At the age of 17, Justin Ellen found herself at a difficult crossroads – should she pursue her passion for cooking full-time or go to college to further her education?
At the time, the youngest contestant on Netflix’s popular bakery show was juggling with school while making custom cakes from home on the hustle and bustle.
He brought home at least $5,000 a month, but he couldn’t help but compare himself to his peers.
“What disappointed me was that I seemed to see all my friends. [apply for colleges]”
However, the young famous baker took up arms, believing that “everyone has their own way.”
Just two years later, full-time entrepreneur and pastry business owner Everything Just Baked is making more than $100,000 a year and not returning.
In March of this year, Netflix’s “Is It Cake?” He debuted with. — a baking contest in which pastry artists create edible replicas of everyday objects such as bowling pins and sewing machines.
The show, which premiered on the streaming service on March 18, Top 10 most watched charts in the USA for four weeks. It also received over 100 million hours of views from around the world.

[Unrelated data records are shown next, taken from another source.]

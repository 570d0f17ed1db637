// Copyright 2024 OctoFHIR Team
//
// Licensed under the Apache License, Version 2.0 (the "License");
// you may not use this file except in compliance with the License.
// You may obtain a copy of the License at
//
//     http://www.apache.org/licenses/LICENSE-2.0
//
// Unless required by applicable law or agreed to in writing, software
// distributed under the License is distributed on an "AS IS" BASIS,
// WITHOUT WARRANTIES OR CONDITIONS OF ANY KIND, either express or implied.
// See the License for the specific language governing permissions and
// limitations under the License.

//! Parser and query engine benchmarks
//!
//! Large inputs are generated by repeating the fixture transactions.

use criterion::{BenchmarkId, Criterion, Throughput, criterion_group, criterion_main};
use octofhir_x12::{
    HeaderTable, QueryEngine, SegmentHeader, SegmentLayout, X12Options, X12Parser, parse_query,
};
use std::hint::black_box;

const PO_850: &str = include_str!("../tests/data/850.edi");
const ELIGIBILITY_271: &str = include_str!("../tests/data/271.edi");

/// Purchase order with `lines` PO1 line items in one transaction
fn generate_purchase_order(lines: usize) -> String {
    let isa = "ISA*00*          *00*          *ZZ*4405197800     *ZZ*999999999      *150701*1129*U*00401*000000001*0*T*>~";
    let mut body = vec![
        "BEG*00*SA*4500012345**20150701".to_string(),
        "REF*DP*038".to_string(),
        "REF*PS*R".to_string(),
    ];
    for i in 1..=lines {
        body.push(format!("PO1*{i}*{}*EA*9.25*TE*CB*065322-117", i * 10));
        body.push("PID*F****SMALL WIDGET".to_string());
        body.push("PID*S**VI*FL".to_string());
    }
    body.push(format!("CTT*{lines}"));

    let mut out = String::from(isa);
    out.push_str("\nGS*PO*4405197800*999999999*20150701*1129*1*X*004010~\nST*850*0001~\n");
    for segment in &body {
        out.push_str(segment);
        out.push_str("~\n");
    }
    out.push_str(&format!("SE*{}*0001~\nGE*1*1~\nIEA*1*000000001~\n", body.len() + 2));
    out
}

fn benchmark_parser(c: &mut Criterion) {
    let parser = X12Parser::new();

    c.bench_function("parse_850_fixture", |b| {
        b.iter(|| black_box(parser.parse(black_box(PO_850))))
    });

    let mut group = c.benchmark_group("parse_generated_850");
    for lines in [10, 100, 1000] {
        let edi = generate_purchase_order(lines);
        group.throughput(Throughput::Bytes(edi.len() as u64));
        group.bench_with_input(BenchmarkId::from_parameter(lines), &edi, |b, edi| {
            b.iter(|| black_box(parser.parse(black_box(edi.as_str()))))
        });
    }
    group.finish();
}

fn benchmark_streaming(c: &mut Criterion) {
    let parser = X12Parser::new();
    let edi = generate_purchase_order(1000);
    let chunks: Vec<&str> = edi
        .as_bytes()
        .chunks(4096)
        .filter_map(|c| std::str::from_utf8(c).ok())
        .collect();

    c.bench_function("parse_chunks_4k", |b| {
        b.iter(|| black_box(parser.parse_chunks(black_box(chunks.iter()))))
    });
}

fn benchmark_query_parsing(c: &mut Criterion) {
    let queries = [
        "REF02",
        "REF02:REF01[\"DP\"]:BEG02[\"SA\"]",
        "PO1-PID05:PID01[\"F\"]",
        "HL+S+O+I-LIN03",
        "CONCAT(REF02:REF01[\"DP\"], & )=>REF02:REF01[\"PS\"]",
        r"FORSEGLOOP(^ISA\.GS\.ST=271\.HL=22\.NM1=IL.EB=.*)=>DTP03",
    ];

    for (i, query) in queries.into_iter().enumerate() {
        c.bench_function(&format!("query_{i}_parse"), |b| {
            b.iter(|| black_box(parse_query(black_box(query))))
        });
    }
}

fn benchmark_query_evaluation(c: &mut Criterion) {
    let engine = QueryEngine::new();
    let document = engine.parser().parse(generate_purchase_order(1000).as_str());
    let Ok(document) = document else {
        return;
    };

    c.bench_function("query_qualified_1000_lines", |b| {
        b.iter(|| black_box(engine.query(black_box("PO1-PID05:PID01[\"F\"]"), &document)))
    });
    c.bench_function("query_foreach_1000_lines", |b| {
        b.iter(|| black_box(engine.query_single(black_box("FOREACH(PO1)=>PO102"), &document)))
    });

    let headers = HeaderTable::standard()
        .with_header(
            SegmentHeader::new("NM1", SegmentLayout::default())
                .unbounded()
                .with_loop_id_index(1),
        )
        .with_header(
            SegmentHeader::new("EB", SegmentLayout::default())
                .unbounded()
                .with_loop_id_index(1),
        );
    let eligibility = QueryEngine::with_options(X12Options::new().with_segment_headers(headers));
    c.bench_function("query_forsegloop_271", |b| {
        b.iter(|| {
            black_box(eligibility.query(
                black_box(r"FORSEGLOOP(^ISA\.GS\.ST=271\.HL=22\.NM1=IL.EB=.*)=>DTP03"),
                ELIGIBILITY_271,
            ))
        })
    });
}

criterion_group!(
    benches,
    benchmark_parser,
    benchmark_streaming,
    benchmark_query_parsing,
    benchmark_query_evaluation
);
criterion_main!(benches);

But the road to success is not without failure, says Ellen Make CNBC. Hard work and wise words from loved ones also helped to nudge him.
As a digital native, Ellen knew from the start that her social media presence would be crucial to building her business. But it took a lot of practice and courage to promote herself, she.
“Initially my social media wasn’t great… not great photos, very blurry. But as I kept going, I realized they had to be super clean.”
Ellen also saw that Instagram was “really pushing” video content on the platform, and that’s when she decided to turn the camera on herself, sharing glimpses of her life as a young baker.
“I was definitely shy in the beginning because it was awkward for me… but the more you do it, the ah well and honestly, nobody cares if your hair is a little frizzy today,” she said.
“Honestly, it makes you more engaging. People want to get to know the person behind the brand, and if they like you, they’re going to want to spend money with you.”
Despite that, Ellen said posting on social media was something she “didn’t take seriously” at the beginning.
“I was just posting for fun. Finally, [through] word of mouth … people asked, ‘Can I order a cake?’ he kept asking.”
Ellen has also slowly built up her followers and clientele by baking whenever she gets the chance, even if it’s for family events.
“It doesn’t even have to be a big cake… just do something small because you don’t know who’s going to be there. Someone will eat it and say, ‘Who made this cake?’ she will ask.”
Before she knew it, she had over 50,000 followers on Instagram and was earning around $5,000 to $9,000 a month in high school.
“I just realized, wow, this can be serious business.”
Seeing her side jobs gain momentum in high school, Ellen began to consider pursuing cooking as a career. But not everyone approved.
“My father was like a baker? I feel like I have an association. [with baking] It’s like, ‘Oh, you don’t make a lot of money’ or ‘You have to work hard,'” she said.
But Ellen had bigger plans for herself.
“I realized I didn’t have to think small. There is so much you can do on the field… think about every lane you can get into.”
“I’ve looked at other bakers who have created their business – they have product lines that I didn’t even know were something you could do.”
Ellen, like her friends around her, had to think about what’s next after high school.
“Probably in third grade, when everybody loved looking for college… I was arguing. [about] go to cooking school [But] I realized it wasn’t for me,” he said.
“I just felt it wasn’t worth it and it was a lot of money. And in a sense you can’t really teach to make art, it’s really just practice – and the more you practice, the easier it is to get.”
This was a pivotal moment for Ellen, who realized she wasn’t just a baker in high school anymore.
“[I’m an] entrepreneur first, then baker. If you want to be a baker, go work for someone else.”
Using social media as a form of marketing may be “completely free,” but Ellen needed help with startup capital to set up and run her business.
“Initially, I was selling the cookies I had sent… I asked my family for $500 to buy boxes and other supplies.”
“It was the first and last time he asked his family for money for his job,” he said.
While her parents were skeptical about her job in the early days, Ellen attributes her success to her wise words: Always reinvest in what you earn.
“I was able to reinvest the money. [I got from] People are buying, going back to my business. I didn’t go buy Jordans,” he said with a laugh. Nike’s popular Air Jordan sneakers this can cost at least $200.
Ellen said this mentality is something her parents, who run her own real estate business, instilled in her.